If you had a problem, or you were scared for your safety or that you were going to be attacked, you had to negotiate with the individuals or the leaders themselves, because the police would not come out proactively because of concerns about security and the situation escalating. If you wanted them to stop, you had to go down and negotiate with them yourselves.
Everyone who was directly surrounded by this was really, really scared and nervous. And people kept their mouths shut because they were worried about their safety and protecting their homes.
If you want the city to do things, you either have to get a bunch of guns and take over a neighborhood and threaten violence, or you go find Wheeler in real life or Commissioner Dan Ryan or whoever else and you surround their home and you scream at them and harass them until they give you what you want. Otherwise, they hide from you. It’s incredibly disappointing and unfortunate that that’s what the city’s decision-making has come to.
That’s right, police just stand aside and let antifa take over parts of the city, terrorizing neighborhoods, threatening citizens, and essentially holding people and houses hostage.
Oh and we haven’t even touched on the continuing homeless epidemic yet. The latest is that the city and county are working together to distribute $500 debit cards to 4,000 houseless individuals in Portland. This is your money, as it comes from the federal CARES act.
And what will they be doing with that $500? Buying new “camping” gear because they keep lighting their’s on fire. FOX 12 reports:
Portland Fire & Rescue says they have seen a huge increase in tent fires among the city’s homeless population this year.
PF&R told FOX 12 they are responding to about 10 to 11 tent fires every day.
With temperatures dipping into the low 30s, and sometimes upper 20s, it is increasingly tough for the homeless to stay warm – and sadly, two weeks ago a tent fire became deadly.

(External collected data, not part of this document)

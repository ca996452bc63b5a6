/// Splits a command line into words.
///
/// `'` and `"` open a quoted run that only the same character closes; the other
/// quote character is taken literally inside it. An unterminated quote extends to
/// the end of the line. Unquoted whitespace separates words and empty words are
/// dropped, so `cat ""` is just `["cat"]`.
pub fn tokenize(line: &str) -> Vec<String> {
    let mut tokens = Vec::new();
    let mut current = String::new();
    let mut quote: Option<char> = None;

    for ch in line.chars() {
        match quote {
            Some(open) if ch == open => quote = None,
            Some(_) => current.push(ch),
            None if ch == '\'' || ch == '"' => quote = Some(ch),
            None if ch.is_whitespace() => {
                if !current.is_empty() {
                    tokens.push(std::mem::take(&mut current));
                }
            }
            None => current.push(ch),
        }
    }

    if !current.is_empty() {
        tokens.push(current);
    }
    tokens
}

#[cfg(test)]
mod tests {
    use super::*;
    use pretty_assertions::assert_eq;

    #[test]
    fn double_quoted_filename_is_one_token() {
        assert_eq!(
            tokenize(r#"cat "file with spaces.txt""#),
            vec!["cat", "file with spaces.txt"]
        );
    }

    #[test]
    fn collapses_repeated_whitespace() {
        assert_eq!(tokenize("  ls   -a \t"), vec!["ls", "-a"]);
        assert!(tokenize("   ").is_empty());
    }

    #[test]
    fn other_quote_is_literal_inside_a_quoted_run() {
        assert_eq!(tokenize(r#"echo "it's""#), vec!["echo", "it's"]);
        assert_eq!(tokenize(r#"echo 'say "hi"'"#), vec!["echo", r#"say "hi""#]);
    }

    #[test]
    fn unterminated_quote_runs_to_end_of_line() {
        assert_eq!(tokenize("cat 'file with"), vec!["cat", "file with"]);
    }

    #[test]
    fn quotes_join_adjacent_text_and_empty_words_vanish() {
        assert_eq!(tokenize(r#"cat a"b c"d"#), vec!["cat", "ab cd"]);
        assert_eq!(tokenize(r#"cat "" ''"#), vec!["cat"]);
    }
}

PF&R says a lit candle caused a fire in a tent by the Interstate 405 on-ramp near Legacy Emanuel Hospital. Two people were inside the tent. One person escaped, but firefighters say a woman died after suffering burns over 75 percent of her body.
“The candle in her tent knocked over while she was sleeping,” said Scott Kerman, executive director at Blanchet House. “And we know that the people we serve who live on the streets or in tents will use candles and small fires for a lot of different reasons – for warmth and for cooking maybe. But also for light.”
Yeah, you have to wonder what they are “cooking” with candles.
Don’t let your city turn into Portland. Never elect these lunatics to power.